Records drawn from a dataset
★ ★ ★ ★ ★
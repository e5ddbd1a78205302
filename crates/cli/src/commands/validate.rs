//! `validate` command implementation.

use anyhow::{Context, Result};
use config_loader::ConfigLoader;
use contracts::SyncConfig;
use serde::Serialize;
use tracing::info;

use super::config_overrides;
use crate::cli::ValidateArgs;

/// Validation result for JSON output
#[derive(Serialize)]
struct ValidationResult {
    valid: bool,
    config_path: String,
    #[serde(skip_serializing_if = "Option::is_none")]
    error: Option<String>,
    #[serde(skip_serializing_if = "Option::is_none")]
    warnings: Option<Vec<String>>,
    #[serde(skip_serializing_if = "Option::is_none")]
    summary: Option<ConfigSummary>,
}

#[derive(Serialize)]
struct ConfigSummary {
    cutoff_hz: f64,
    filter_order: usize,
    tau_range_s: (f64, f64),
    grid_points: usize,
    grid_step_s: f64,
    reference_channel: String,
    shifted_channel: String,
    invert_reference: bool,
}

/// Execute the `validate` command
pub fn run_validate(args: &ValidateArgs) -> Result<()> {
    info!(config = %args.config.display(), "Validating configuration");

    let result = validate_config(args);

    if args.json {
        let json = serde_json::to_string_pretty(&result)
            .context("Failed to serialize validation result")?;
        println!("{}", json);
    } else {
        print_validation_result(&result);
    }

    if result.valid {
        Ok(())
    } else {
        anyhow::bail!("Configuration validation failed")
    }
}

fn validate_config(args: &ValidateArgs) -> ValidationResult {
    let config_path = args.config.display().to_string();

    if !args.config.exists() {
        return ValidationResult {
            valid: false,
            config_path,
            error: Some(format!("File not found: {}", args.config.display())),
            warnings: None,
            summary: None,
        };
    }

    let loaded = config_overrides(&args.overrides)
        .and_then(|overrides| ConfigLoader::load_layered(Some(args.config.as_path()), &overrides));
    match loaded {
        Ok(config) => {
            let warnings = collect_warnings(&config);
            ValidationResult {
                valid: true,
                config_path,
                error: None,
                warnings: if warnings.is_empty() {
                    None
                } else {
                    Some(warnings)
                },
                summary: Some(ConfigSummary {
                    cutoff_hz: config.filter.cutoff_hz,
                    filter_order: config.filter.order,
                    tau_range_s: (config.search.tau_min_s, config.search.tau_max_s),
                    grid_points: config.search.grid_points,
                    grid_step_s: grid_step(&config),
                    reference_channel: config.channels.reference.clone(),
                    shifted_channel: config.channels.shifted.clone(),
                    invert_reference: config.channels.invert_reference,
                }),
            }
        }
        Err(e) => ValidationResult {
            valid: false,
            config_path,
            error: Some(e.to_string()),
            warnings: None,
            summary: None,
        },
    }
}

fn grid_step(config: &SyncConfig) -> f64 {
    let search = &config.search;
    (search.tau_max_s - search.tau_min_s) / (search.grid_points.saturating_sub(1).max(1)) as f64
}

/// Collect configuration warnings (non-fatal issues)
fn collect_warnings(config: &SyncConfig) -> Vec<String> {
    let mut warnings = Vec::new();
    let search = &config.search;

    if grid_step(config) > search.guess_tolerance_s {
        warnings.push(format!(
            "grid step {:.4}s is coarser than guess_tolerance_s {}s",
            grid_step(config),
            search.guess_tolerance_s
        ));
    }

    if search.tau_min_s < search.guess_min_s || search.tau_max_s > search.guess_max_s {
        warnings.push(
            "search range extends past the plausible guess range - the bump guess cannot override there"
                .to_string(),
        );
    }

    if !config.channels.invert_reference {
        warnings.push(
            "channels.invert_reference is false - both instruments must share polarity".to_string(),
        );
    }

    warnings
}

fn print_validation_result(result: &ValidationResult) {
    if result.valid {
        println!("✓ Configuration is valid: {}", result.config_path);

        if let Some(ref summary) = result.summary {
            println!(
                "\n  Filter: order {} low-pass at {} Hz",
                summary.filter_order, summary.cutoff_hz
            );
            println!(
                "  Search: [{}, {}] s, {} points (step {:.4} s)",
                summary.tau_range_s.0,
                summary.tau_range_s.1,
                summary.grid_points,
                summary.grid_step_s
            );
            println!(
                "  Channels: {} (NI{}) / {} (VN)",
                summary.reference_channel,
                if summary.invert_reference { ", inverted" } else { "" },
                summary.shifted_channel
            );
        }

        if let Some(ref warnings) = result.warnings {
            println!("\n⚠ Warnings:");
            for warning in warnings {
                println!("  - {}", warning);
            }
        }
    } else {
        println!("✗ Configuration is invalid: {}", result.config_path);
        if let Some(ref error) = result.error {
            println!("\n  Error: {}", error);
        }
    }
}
★ ★ ★ ★ ★
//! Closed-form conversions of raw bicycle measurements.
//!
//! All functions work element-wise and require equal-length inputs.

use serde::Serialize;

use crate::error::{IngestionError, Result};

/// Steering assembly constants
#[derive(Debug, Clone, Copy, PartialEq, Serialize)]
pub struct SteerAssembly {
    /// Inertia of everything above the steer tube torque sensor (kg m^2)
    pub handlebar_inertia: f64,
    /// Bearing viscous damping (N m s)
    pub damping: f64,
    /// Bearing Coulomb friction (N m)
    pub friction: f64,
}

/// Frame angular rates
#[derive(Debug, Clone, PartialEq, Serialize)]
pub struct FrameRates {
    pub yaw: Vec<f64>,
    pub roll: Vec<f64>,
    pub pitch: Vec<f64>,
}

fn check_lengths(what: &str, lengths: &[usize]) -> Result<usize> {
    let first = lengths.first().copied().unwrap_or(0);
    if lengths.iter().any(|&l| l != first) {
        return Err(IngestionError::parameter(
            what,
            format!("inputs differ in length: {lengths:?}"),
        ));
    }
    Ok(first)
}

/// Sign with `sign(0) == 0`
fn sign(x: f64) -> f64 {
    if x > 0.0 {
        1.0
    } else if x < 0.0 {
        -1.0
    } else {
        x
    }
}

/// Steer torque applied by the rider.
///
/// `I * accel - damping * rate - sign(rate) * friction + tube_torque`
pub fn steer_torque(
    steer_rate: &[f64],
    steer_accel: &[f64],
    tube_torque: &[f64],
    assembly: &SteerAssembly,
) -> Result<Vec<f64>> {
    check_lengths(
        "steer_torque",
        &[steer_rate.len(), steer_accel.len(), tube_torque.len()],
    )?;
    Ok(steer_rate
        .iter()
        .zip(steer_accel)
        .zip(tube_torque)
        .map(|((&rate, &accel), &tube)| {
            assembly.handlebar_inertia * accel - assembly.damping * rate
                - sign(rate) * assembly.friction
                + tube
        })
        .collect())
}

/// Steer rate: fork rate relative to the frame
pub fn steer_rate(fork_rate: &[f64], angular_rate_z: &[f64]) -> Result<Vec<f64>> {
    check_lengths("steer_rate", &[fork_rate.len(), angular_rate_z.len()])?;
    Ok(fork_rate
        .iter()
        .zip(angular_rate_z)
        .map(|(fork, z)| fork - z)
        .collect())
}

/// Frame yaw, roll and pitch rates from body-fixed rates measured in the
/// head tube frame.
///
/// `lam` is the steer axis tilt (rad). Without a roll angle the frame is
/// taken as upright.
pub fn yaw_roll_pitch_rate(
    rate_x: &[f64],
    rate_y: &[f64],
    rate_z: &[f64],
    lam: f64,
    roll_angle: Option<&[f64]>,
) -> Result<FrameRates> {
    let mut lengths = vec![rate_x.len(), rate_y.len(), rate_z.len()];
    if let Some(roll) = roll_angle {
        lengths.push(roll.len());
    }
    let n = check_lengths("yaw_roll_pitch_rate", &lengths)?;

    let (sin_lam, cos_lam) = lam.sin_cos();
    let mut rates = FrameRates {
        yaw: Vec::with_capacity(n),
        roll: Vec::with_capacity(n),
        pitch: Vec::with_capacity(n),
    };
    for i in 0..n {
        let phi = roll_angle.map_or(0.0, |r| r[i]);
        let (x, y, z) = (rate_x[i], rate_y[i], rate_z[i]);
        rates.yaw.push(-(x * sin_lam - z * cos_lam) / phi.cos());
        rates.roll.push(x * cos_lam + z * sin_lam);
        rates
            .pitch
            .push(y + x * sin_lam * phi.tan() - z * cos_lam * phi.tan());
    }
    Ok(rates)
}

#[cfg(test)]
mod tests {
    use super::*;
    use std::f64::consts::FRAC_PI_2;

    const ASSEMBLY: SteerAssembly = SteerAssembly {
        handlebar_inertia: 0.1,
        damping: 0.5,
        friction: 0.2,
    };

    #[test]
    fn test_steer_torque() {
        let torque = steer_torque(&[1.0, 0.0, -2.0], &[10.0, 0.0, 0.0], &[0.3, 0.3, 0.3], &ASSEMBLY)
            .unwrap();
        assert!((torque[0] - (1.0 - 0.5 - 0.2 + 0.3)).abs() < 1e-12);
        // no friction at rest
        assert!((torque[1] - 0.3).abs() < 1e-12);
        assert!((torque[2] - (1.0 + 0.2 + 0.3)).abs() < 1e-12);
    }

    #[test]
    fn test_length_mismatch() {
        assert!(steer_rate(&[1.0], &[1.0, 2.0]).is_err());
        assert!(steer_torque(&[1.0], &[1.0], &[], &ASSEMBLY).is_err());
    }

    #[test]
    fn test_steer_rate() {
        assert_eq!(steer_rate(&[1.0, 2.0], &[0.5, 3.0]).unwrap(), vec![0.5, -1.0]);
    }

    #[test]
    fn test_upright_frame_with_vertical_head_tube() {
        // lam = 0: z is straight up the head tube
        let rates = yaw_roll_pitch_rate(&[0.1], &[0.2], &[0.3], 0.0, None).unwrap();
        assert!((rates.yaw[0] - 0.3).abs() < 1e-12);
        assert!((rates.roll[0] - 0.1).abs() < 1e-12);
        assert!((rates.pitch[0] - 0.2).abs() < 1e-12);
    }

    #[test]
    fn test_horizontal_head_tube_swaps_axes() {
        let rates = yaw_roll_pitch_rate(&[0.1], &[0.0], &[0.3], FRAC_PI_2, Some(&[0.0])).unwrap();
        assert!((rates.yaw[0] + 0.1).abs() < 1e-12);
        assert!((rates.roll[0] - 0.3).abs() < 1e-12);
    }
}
★ ★ ★ ★ ★
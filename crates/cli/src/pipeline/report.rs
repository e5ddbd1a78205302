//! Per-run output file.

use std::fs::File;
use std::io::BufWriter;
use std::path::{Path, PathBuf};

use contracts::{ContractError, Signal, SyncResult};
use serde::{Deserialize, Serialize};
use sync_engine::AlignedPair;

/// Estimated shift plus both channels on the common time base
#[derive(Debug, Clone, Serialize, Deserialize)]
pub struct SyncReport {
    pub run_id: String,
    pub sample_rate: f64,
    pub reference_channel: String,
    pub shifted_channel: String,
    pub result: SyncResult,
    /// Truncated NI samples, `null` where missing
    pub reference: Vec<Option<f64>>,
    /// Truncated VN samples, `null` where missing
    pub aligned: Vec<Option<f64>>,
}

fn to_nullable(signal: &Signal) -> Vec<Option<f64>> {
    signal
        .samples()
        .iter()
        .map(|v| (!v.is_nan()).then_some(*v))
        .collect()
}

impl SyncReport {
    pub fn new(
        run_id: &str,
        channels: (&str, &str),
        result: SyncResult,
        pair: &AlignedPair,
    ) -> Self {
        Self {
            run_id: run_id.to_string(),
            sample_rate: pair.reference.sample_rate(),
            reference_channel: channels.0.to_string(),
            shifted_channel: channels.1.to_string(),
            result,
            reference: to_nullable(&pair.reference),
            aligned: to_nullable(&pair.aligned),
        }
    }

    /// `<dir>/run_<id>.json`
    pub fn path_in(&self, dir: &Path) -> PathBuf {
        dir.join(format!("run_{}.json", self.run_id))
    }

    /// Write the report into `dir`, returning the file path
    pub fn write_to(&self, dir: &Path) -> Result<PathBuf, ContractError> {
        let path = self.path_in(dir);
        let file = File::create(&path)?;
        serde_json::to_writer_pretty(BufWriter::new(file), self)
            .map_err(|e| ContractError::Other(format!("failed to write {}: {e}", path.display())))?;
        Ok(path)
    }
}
★ ★ ★ ★ ★
> **Work to be completed**:
Whenever a line in the preceding entries includes the word "AlignedPair", count it, and state the total alone.

> **Result of the task**:
2